> _Task details_
Out of the records below, copy all lines in which the word "trait" occurs.

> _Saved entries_
►

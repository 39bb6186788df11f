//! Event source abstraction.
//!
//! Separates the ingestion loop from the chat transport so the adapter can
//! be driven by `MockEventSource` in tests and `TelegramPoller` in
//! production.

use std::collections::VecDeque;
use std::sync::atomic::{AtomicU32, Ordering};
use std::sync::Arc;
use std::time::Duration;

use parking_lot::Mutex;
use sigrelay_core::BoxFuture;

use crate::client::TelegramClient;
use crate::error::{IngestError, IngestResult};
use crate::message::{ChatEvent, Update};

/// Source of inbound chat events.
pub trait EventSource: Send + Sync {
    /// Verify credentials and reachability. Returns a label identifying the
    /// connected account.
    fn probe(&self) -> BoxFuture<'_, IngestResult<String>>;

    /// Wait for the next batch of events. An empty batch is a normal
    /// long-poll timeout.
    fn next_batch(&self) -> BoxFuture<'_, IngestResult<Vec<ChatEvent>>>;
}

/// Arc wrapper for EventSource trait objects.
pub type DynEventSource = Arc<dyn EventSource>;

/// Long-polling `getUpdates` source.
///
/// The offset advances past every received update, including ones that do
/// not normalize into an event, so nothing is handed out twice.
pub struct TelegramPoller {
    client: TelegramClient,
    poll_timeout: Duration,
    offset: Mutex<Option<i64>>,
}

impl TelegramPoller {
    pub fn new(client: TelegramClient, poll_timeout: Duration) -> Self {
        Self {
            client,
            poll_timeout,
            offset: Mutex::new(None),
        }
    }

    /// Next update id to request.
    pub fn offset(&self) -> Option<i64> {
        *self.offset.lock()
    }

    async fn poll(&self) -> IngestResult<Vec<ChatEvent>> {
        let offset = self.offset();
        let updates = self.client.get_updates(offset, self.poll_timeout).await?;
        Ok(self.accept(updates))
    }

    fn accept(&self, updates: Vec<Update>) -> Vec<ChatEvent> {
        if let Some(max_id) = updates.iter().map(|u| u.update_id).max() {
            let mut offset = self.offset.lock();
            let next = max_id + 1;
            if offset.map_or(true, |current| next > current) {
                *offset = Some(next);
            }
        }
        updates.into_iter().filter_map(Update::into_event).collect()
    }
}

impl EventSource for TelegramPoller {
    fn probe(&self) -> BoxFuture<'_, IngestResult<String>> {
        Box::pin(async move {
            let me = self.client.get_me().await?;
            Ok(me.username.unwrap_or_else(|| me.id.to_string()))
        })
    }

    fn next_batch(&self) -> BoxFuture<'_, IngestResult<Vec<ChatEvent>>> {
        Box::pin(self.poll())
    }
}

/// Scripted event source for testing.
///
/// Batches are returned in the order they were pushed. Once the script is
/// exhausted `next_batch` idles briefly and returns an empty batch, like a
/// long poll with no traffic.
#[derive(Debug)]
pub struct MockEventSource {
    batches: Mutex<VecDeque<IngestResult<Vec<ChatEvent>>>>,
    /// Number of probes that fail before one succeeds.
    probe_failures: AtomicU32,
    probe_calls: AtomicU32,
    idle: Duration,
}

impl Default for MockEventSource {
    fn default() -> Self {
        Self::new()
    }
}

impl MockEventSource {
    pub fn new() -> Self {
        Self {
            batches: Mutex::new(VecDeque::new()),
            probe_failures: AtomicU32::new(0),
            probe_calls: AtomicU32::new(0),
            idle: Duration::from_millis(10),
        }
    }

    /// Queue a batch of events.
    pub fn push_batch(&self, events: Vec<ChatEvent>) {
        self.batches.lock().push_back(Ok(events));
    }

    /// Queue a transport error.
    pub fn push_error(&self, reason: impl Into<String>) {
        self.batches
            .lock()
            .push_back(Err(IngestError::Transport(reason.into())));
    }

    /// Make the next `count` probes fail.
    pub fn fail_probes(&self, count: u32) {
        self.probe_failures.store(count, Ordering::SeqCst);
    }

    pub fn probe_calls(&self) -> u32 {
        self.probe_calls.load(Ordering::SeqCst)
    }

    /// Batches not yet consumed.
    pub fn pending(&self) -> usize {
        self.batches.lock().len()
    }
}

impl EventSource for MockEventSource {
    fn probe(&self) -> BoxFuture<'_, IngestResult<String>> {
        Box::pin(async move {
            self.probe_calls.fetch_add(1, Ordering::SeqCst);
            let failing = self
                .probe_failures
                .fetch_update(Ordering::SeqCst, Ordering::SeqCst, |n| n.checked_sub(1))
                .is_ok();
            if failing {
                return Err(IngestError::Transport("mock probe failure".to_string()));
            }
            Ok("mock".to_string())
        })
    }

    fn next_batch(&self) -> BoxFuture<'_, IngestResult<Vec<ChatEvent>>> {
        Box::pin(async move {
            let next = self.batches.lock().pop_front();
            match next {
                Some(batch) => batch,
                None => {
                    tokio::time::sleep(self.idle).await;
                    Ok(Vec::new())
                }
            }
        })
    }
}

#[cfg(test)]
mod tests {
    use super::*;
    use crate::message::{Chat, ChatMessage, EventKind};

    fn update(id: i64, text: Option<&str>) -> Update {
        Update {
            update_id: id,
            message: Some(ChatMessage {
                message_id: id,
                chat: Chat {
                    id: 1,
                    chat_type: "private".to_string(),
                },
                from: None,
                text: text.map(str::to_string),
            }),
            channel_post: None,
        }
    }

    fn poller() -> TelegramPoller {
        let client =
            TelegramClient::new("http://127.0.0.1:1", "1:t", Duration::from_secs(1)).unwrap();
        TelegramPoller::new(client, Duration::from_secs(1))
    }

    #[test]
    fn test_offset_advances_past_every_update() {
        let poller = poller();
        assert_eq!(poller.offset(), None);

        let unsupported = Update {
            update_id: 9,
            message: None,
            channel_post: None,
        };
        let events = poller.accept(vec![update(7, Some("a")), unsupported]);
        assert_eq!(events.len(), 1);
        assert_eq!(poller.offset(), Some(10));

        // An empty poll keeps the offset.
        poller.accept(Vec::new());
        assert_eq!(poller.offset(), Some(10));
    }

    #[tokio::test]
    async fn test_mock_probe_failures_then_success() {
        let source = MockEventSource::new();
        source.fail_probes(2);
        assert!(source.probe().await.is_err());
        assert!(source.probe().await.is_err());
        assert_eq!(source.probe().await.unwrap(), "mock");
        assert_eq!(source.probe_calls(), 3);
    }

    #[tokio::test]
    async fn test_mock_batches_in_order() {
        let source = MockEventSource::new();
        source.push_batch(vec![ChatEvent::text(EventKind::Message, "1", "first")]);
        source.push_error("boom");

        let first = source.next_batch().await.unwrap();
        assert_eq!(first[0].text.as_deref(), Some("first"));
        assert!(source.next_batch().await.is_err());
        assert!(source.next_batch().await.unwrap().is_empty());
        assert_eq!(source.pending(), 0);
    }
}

◄

> _Task response_
pub trait EventSource: Send + Sync {
/// Arc wrapper for EventSource trait objects.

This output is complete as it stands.